**DATA IN THIS EXERCISE**.
_ _ _ _
use async_trait::async_trait;
use chrono::{DateTime, Utc};
use sqlx::PgPool;
use uuid::Uuid;

use herald_common::error::AppError;
use herald_common::types::{NotificationLog, PushToken, ReceiptCheck, TokenRegistration};

use super::NotificationStore;

/// PostgreSQL-backed store (see `migrations/`).
#[derive(Clone)]
pub struct PgNotificationStore {
    pool: PgPool,
}

impl PgNotificationStore {
    pub fn new(pool: PgPool) -> Self {
        Self { pool }
    }
}

#[async_trait]
impl NotificationStore for PgNotificationStore {
    async fn upsert_token(&self, registration: &TokenRegistration) -> Result<PushToken, AppError> {
        let token: PushToken = sqlx::query_as(
            r#"
            INSERT INTO push_tokens (id, user_id, push_token, platform, device_info, active, last_used)
            VALUES ($1, $2, $3, $4, $5, true, NOW())
            ON CONFLICT (push_token) DO UPDATE SET
                platform = EXCLUDED.platform,
                device_info = EXCLUDED.device_info,
                user_id = COALESCE(EXCLUDED.user_id, push_tokens.user_id),
                active = true,
                last_used = NOW(),
                updated_at = NOW()
            RETURNING *
            "#,
        )
        .bind(Uuid::new_v4())
        .bind(registration.user_id)
        .bind(&registration.push_token)
        .bind(registration.platform.to_string())
        .bind(&registration.device_info)
        .fetch_one(&self.pool)
        .await?;

        Ok(token)
    }

    async fn set_token_active(&self, push_token: &str, active: bool) -> Result<bool, AppError> {
        let result = sqlx::query(
            "UPDATE push_tokens SET active = $1, updated_at = NOW() WHERE push_token = $2",
        )
        .bind(active)
        .bind(push_token)
        .execute(&self.pool)
        .await?;

        Ok(result.rows_affected() > 0)
    }

    async fn count_active_tokens(&self) -> Result<i64, AppError> {
        let count: i64 = sqlx::query_scalar("SELECT COUNT(*) FROM push_tokens WHERE active = true")
            .fetch_one(&self.pool)
            .await?;
        Ok(count)
    }

    async fn list_active_tokens(&self) -> Result<Vec<PushToken>, AppError> {
        let tokens: Vec<PushToken> = sqlx::query_as(
            "SELECT * FROM push_tokens WHERE active = true ORDER BY created_at",
        )
        .fetch_all(&self.pool)
        .await?;
        Ok(tokens)
    }

    async fn find_tokens(&self, push_tokens: &[String]) -> Result<Vec<PushToken>, AppError> {
        if push_tokens.is_empty() {
            return Ok(Vec::new());
        }

        let tokens: Vec<PushToken> =
            sqlx::query_as("SELECT * FROM push_tokens WHERE push_token = ANY($1)")
                .bind(push_tokens)
                .fetch_all(&self.pool)
                .await?;
        Ok(tokens)
    }

    async fn insert_log(&self, log: &NotificationLog) -> Result<(), AppError> {
        sqlx::query(
            r#"
            INSERT INTO notification_logs
                (id, title, body, data, recipients, sent_count, failed_count,
                 notification_type, related_id, sent_by, sent_at)
            VALUES ($1, $2, $3, $4, $5, $6, $7, $8, $9, $10, $11)
            "#,
        )
        .bind(log.id)
        .bind(&log.title)
        .bind(&log.body)
        .bind(&log.data)
        .bind(&log.recipients)
        .bind(log.sent_count)
        .bind(log.failed_count)
        .bind(log.notification_type.to_string())
        .bind(&log.related_id)
        .bind(log.sent_by)
        .bind(log.sent_at)
        .execute(&self.pool)
        .await?;

        Ok(())
    }

    async fn list_logs(
        &self,
        offset: i64,
        limit: i64,
    ) -> Result<(Vec<NotificationLog>, i64), AppError> {
        let logs = sqlx::query_as::<_, NotificationLog>(
            "SELECT * FROM notification_logs ORDER BY sent_at DESC LIMIT $1 OFFSET $2",
        )
        .bind(limit)
        .bind(offset)
        .fetch_all(&self.pool);

        let total = sqlx::query_scalar::<_, i64>("SELECT COUNT(*) FROM notification_logs")
            .fetch_one(&self.pool);

        let (logs, total) = tokio::try_join!(logs, total)?;
        Ok((logs, total))
    }

    async fn enqueue_receipt_checks(&self, checks: &[ReceiptCheck]) -> Result<(), AppError> {
        if checks.is_empty() {
            return Ok(());
        }

        let receipt_ids: Vec<&str> = checks.iter().map(|c| c.receipt_id.as_str()).collect();
        let push_tokens: Vec<&str> = checks.iter().map(|c| c.push_token.as_str()).collect();
        let due_at: Vec<DateTime<Utc>> = checks.iter().map(|c| c.due_at).collect();
        let attempts: Vec<i32> = checks.iter().map(|c| c.attempts).collect();

        // One round trip for the whole dispatch
        sqlx::query(
            r#"
            INSERT INTO receipt_checks (receipt_id, push_token, due_at, attempts)
            SELECT * FROM UNNEST($1::text[], $2::text[], $3::timestamptz[], $4::int[])
            ON CONFLICT (receipt_id) DO NOTHING
            "#,
        )
        .bind(&receipt_ids)
        .bind(&push_tokens)
        .bind(&due_at)
        .bind(&attempts)
        .execute(&self.pool)
        .await?;

        Ok(())
    }

    async fn fetch_due_receipt_checks(
        &self,
        now: DateTime<Utc>,
        limit: i64,
    ) -> Result<Vec<ReceiptCheck>, AppError> {
        let checks: Vec<ReceiptCheck> = sqlx::query_as(
            "SELECT * FROM receipt_checks WHERE due_at <= $1 ORDER BY due_at LIMIT $2",
        )
        .bind(now)
        .bind(limit)
        .fetch_all(&self.pool)
        .await?;
        Ok(checks)
    }

    async fn reschedule_receipt_checks(
        &self,
        receipt_ids: &[String],
        due_at: DateTime<Utc>,
    ) -> Result<(), AppError> {
        sqlx::query(
            "UPDATE receipt_checks SET attempts = attempts + 1, due_at = $1 WHERE receipt_id = ANY($2)",
        )
        .bind(due_at)
        .bind(receipt_ids)
        .execute(&self.pool)
        .await?;
        Ok(())
    }

    async fn delete_receipt_checks(&self, receipt_ids: &[String]) -> Result<(), AppError> {
        sqlx::query("DELETE FROM receipt_checks WHERE receipt_id = ANY($1)")
            .bind(receipt_ids)
            .execute(&self.pool)
            .await?;
        Ok(())
    }
}
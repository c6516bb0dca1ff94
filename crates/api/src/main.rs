//! Herald API server binary entrypoint.

use std::net::SocketAddr;
use std::sync::Arc;
use std::time::Duration;

use tower_http::cors::CorsLayer;
use tower_http::trace::TraceLayer;
use tracing_subscriber::EnvFilter;

use herald_common::config::AppConfig;
use herald_common::db::{create_pool, run_migrations};
use herald_common::redis_pool::create_redis_pool;
use herald_notifier::expo::ExpoClient;
use herald_notifier::lease::{Lease, ReconcilerLease};
use herald_notifier::reconciler::ReceiptReconciler;
use herald_notifier::store::PgNotificationStore;

use herald_api::routes::create_router;
use herald_api::state::AppState;

#[tokio::main]
async fn main() -> anyhow::Result<()> {
    let config = AppConfig::from_env()?;

    let filter = EnvFilter::try_from_default_env().unwrap_or_else(|_| {
        EnvFilter::new("herald_api=debug,herald_notifier=debug,tower_http=debug")
    });
    if config.log_json {
        tracing_subscriber::fmt().with_env_filter(filter).json().init();
    } else {
        tracing_subscriber::fmt().with_env_filter(filter).init();
    }

    tracing::info!("Starting Herald API server...");

    let pool = create_pool(&config.database_url, config.db_max_connections).await?;
    run_migrations(&pool).await?;

    let poll_interval = Duration::from_secs(config.receipt_poll_interval_secs.max(1));
    let lease: Option<Box<dyn Lease>> = match &config.redis_url {
        Some(url) => match create_redis_pool(url).await {
            Ok(redis) => {
                let ttl = ReceiptReconciler::lease_ttl(poll_interval);
                Some(Box::new(ReconcilerLease::new(redis, ttl)) as Box<dyn Lease>)
            }
            Err(e) => {
                tracing::warn!(error = %e, "Redis unavailable, reconciling receipts without a lease");
                None
            }
        },
        None => None,
    };

    let provider = ExpoClient::new(&config.expo_api_url, config.expo_access_token.clone())?;
    let store = PgNotificationStore::new(pool);
    let http_port = config.http_port;
    let state = AppState::new(Arc::new(store), Arc::new(provider), config);

    let (stop_tx, mut stop_rx) = tokio::sync::watch::channel(false);
    let reconciler = state.reconciler.clone();
    let reconciler_task = tokio::spawn(async move {
        let stopped = async move {
            let _ = stop_rx.changed().await;
        };
        reconciler.run(poll_interval, lease, stopped).await;
    });

    let app = create_router(state)
        .layer(TraceLayer::new_for_http())
        .layer(CorsLayer::permissive());

    let addr = SocketAddr::from(([0, 0, 0, 0], http_port));
    tracing::info!("API server listening on {}", addr);

    let listener = tokio::net::TcpListener::bind(addr).await?;
    axum::serve(listener, app)
        .with_graceful_shutdown(shutdown_signal())
        .await?;

    // Let the reconciler finish its tick and release the lease
    let _ = stop_tx.send(true);
    if let Err(e) = reconciler_task.await {
        tracing::error!(error = %e, "Receipt reconciler task failed");
    }
    tracing::info!("Herald API server stopped");
    Ok(())
}

async fn shutdown_signal() {
    if let Err(e) = tokio::signal::ctrl_c().await {
        tracing::error!(error = %e, "Failed to listen for shutdown signal");
        std::future::pending::<()>().await;
    }
    tracing::info!("Shutdown signal received");
}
_ _ _ _
**EXERCISE INSTRUCTIONS**.
Each line in the data that holds the string "true" should be found and copied.

**EXERCISE OUTPUT**.
            VALUES ($1, $2, $3, $4, $5, true, NOW())
                active = true,
        let count: i64 = sqlx::query_scalar("SELECT COUNT(*) FROM push_tokens WHERE active = true")
            "SELECT * FROM push_tokens WHERE active = true ORDER BY created_at",
    let _ = stop_tx.send(true);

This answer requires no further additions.